**DATA IN THIS EXERCISE**
□ □ □ □ □ □ □
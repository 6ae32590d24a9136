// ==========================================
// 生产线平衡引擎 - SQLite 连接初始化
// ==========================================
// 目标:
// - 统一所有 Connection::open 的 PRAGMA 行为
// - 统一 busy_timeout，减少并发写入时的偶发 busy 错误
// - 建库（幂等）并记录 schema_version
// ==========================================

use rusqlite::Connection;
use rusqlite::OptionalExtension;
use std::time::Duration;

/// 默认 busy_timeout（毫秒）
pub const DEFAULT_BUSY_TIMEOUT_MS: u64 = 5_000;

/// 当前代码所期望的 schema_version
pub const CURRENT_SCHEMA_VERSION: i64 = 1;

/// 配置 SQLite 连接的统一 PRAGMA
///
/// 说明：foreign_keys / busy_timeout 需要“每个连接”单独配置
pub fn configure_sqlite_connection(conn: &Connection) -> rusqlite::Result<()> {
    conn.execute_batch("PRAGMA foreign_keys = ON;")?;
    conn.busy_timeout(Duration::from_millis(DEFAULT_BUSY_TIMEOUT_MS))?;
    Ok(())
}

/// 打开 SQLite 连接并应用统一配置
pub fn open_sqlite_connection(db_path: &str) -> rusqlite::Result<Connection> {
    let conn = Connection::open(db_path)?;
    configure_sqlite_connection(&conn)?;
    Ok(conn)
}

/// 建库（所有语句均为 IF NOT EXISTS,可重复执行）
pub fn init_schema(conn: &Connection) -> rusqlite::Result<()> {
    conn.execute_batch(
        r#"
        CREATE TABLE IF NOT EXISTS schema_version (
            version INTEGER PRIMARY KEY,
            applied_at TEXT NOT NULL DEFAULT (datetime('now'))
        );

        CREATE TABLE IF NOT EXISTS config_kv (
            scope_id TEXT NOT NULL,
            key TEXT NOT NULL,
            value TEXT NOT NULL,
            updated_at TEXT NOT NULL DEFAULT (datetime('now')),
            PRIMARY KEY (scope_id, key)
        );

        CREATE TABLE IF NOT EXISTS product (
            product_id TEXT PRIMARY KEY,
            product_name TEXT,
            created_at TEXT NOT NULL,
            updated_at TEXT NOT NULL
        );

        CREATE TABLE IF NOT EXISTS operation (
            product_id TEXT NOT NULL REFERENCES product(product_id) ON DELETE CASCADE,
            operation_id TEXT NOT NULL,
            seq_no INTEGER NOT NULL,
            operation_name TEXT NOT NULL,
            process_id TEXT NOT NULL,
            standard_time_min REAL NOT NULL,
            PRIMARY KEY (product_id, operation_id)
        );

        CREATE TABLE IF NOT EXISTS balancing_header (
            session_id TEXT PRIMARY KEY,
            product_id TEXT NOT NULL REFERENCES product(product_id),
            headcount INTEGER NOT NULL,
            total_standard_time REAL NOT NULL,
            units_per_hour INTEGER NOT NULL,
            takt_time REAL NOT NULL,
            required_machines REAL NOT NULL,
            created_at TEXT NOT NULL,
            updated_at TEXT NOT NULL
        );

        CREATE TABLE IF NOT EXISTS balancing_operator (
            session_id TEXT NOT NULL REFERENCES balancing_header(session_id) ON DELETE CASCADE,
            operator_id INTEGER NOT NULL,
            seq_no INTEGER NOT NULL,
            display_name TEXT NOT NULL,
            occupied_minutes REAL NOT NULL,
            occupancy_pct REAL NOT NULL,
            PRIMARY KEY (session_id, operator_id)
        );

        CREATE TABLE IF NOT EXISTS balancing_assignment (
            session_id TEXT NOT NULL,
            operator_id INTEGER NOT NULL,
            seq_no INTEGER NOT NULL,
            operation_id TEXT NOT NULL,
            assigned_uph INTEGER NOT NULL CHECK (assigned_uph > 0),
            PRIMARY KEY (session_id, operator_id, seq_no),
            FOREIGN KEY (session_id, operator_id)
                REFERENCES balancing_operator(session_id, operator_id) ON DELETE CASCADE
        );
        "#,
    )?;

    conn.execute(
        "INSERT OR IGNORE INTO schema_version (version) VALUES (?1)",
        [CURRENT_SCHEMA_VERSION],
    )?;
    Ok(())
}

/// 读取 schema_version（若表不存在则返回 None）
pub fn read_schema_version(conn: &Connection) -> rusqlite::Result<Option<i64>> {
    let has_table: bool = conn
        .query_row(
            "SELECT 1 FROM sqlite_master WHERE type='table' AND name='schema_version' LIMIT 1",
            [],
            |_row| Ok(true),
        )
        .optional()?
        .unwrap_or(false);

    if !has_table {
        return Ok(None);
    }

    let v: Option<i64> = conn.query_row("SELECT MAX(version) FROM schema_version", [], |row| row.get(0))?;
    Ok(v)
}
□ □ □ □ □ □ □
**INSTRUCTIONS TO FOLLOW**
For each line of the material that contains the word "DELETE", make a copy.

**WRITTEN REPLY**
            product_id TEXT NOT NULL REFERENCES product(product_id) ON DELETE CASCADE,
            session_id TEXT NOT NULL REFERENCES balancing_header(session_id) ON DELETE CASCADE,
                REFERENCES balancing_operator(session_id, operator_id) ON DELETE CASCADE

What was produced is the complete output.